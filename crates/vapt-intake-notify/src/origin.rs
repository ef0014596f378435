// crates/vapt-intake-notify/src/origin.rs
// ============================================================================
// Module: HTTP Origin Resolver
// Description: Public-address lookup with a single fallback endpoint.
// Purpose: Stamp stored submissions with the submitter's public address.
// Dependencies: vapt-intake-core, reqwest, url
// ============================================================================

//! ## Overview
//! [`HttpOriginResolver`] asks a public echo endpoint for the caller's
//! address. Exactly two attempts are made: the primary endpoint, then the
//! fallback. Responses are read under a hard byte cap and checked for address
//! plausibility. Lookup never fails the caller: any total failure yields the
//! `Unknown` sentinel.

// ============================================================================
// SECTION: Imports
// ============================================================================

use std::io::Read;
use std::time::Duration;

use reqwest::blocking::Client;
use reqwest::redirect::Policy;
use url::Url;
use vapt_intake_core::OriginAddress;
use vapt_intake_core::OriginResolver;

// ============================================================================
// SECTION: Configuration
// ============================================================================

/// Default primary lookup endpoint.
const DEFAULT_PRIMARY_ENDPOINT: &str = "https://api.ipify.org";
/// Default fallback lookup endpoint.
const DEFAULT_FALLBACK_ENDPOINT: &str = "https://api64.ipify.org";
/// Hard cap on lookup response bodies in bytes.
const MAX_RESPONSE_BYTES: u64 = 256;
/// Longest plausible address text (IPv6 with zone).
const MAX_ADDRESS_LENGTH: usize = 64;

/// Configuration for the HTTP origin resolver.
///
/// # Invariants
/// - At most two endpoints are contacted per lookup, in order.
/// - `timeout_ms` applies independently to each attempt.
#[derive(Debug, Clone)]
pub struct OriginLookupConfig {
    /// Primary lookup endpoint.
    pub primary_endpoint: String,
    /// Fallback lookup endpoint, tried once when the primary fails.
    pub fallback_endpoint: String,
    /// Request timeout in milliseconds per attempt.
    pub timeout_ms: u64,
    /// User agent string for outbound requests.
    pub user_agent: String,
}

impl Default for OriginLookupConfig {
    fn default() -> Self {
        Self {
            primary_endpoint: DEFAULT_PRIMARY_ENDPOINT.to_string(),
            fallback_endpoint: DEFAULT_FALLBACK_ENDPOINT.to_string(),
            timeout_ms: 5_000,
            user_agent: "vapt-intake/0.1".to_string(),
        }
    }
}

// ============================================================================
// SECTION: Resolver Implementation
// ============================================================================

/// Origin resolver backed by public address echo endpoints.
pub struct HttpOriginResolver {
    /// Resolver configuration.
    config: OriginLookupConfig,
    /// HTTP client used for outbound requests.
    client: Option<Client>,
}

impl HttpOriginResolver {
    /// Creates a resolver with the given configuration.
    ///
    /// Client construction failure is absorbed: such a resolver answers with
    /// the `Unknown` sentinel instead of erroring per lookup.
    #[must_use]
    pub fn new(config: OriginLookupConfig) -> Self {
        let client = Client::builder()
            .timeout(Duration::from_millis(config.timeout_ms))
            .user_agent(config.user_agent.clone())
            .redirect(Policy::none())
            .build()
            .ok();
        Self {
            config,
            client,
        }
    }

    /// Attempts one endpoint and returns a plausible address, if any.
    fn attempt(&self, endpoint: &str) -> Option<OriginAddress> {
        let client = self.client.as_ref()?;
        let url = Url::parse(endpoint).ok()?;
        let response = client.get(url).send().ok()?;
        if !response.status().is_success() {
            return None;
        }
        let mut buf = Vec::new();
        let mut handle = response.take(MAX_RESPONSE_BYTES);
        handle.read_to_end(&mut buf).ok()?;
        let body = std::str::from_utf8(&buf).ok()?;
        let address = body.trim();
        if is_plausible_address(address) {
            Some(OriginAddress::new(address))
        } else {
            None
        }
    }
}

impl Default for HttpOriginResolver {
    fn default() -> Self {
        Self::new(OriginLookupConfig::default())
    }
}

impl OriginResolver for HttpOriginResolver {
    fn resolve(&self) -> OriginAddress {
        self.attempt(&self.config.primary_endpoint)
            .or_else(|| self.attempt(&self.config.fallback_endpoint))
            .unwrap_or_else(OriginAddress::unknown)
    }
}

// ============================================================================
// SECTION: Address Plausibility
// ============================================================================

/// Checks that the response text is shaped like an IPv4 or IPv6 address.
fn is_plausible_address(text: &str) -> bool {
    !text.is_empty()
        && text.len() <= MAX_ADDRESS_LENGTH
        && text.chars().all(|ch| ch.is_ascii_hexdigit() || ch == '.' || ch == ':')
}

==

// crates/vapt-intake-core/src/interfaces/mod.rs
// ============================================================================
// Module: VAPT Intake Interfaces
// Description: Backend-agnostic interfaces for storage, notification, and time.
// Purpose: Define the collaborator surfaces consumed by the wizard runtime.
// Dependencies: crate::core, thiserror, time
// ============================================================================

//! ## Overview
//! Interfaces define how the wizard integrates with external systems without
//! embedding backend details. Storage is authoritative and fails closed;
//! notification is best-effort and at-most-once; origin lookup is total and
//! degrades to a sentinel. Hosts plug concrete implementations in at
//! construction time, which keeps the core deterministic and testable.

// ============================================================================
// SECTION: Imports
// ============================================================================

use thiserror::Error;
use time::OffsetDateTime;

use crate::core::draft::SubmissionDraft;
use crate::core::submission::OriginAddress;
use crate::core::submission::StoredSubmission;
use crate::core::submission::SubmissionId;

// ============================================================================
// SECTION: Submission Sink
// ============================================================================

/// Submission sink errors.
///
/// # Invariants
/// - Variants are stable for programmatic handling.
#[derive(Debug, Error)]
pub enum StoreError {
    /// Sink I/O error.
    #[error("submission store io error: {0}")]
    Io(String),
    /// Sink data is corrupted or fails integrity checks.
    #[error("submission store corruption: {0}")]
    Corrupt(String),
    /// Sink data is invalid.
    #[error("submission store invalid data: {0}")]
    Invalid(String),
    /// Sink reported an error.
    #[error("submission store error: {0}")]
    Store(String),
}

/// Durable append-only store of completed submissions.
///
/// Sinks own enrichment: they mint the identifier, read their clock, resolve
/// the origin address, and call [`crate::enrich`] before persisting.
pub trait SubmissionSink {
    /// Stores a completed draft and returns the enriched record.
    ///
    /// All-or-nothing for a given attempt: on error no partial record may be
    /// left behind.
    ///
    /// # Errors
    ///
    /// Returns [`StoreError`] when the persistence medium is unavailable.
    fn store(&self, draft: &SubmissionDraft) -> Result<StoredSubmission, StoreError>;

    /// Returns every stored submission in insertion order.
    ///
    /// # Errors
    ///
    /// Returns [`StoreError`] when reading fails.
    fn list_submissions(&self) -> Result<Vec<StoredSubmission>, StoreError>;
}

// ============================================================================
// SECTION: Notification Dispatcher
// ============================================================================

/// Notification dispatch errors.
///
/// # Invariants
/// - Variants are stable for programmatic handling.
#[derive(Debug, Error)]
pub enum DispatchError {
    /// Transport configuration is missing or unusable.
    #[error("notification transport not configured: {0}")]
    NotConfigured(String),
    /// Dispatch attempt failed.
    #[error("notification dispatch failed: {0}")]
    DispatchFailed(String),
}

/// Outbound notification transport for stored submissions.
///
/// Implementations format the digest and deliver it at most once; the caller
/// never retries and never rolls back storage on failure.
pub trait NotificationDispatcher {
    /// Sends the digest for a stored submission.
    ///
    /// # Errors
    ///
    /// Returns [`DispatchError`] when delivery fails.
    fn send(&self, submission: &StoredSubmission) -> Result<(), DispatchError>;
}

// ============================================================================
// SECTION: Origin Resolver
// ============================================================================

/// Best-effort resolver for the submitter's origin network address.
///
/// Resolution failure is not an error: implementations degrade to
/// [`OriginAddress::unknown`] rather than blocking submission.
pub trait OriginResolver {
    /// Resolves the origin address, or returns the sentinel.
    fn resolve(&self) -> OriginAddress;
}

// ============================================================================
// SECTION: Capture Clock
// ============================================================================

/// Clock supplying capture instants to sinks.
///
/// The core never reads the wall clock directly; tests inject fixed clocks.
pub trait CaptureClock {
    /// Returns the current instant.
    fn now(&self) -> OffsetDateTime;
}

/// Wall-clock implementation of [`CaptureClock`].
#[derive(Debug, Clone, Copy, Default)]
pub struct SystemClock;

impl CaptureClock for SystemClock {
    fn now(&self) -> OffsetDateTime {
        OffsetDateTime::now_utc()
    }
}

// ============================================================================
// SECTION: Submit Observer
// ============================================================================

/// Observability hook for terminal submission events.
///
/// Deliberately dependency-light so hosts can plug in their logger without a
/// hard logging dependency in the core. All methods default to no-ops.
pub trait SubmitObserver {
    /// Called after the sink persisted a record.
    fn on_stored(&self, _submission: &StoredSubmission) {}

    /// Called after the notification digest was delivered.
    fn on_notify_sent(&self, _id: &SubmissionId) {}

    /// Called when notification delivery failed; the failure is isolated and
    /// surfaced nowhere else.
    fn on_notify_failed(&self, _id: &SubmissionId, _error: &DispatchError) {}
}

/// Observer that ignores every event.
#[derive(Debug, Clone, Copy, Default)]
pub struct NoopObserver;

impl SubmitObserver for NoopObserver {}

● Task description: Could you reproduce, exactly, every line above from the line with "than blocking submission." to the line with "impl SubmitObserver for", and no other line? Both ends count.

● Finished exercise:
/// [`OriginAddress::unknown`] rather than blocking submission.
pub trait OriginResolver {
    /// Resolves the origin address, or returns the sentinel.
    fn resolve(&self) -> OriginAddress;
}

// ============================================================================
// SECTION: Capture Clock
// ============================================================================

/// Clock supplying capture instants to sinks.
///
/// The core never reads the wall clock directly; tests inject fixed clocks.
pub trait CaptureClock {
    /// Returns the current instant.
    fn now(&self) -> OffsetDateTime;
}

/// Wall-clock implementation of [`CaptureClock`].
#[derive(Debug, Clone, Copy, Default)]
pub struct SystemClock;

impl CaptureClock for SystemClock {
    fn now(&self) -> OffsetDateTime {
        OffsetDateTime::now_utc()
    }
}

// ============================================================================
// SECTION: Submit Observer
// ============================================================================

/// Observability hook for terminal submission events.
///
/// Deliberately dependency-light so hosts can plug in their logger without a
/// hard logging dependency in the core. All methods default to no-ops.
pub trait SubmitObserver {
    /// Called after the sink persisted a record.
    fn on_stored(&self, _submission: &StoredSubmission) {}

    /// Called after the notification digest was delivered.
    fn on_notify_sent(&self, _id: &SubmissionId) {}

    /// Called when notification delivery failed; the failure is isolated and
    /// surfaced nowhere else.
    fn on_notify_failed(&self, _id: &SubmissionId, _error: &DispatchError) {}
}

/// Observer that ignores every event.
#[derive(Debug, Clone, Copy, Default)]
pub struct NoopObserver;

impl SubmitObserver for NoopObserver {}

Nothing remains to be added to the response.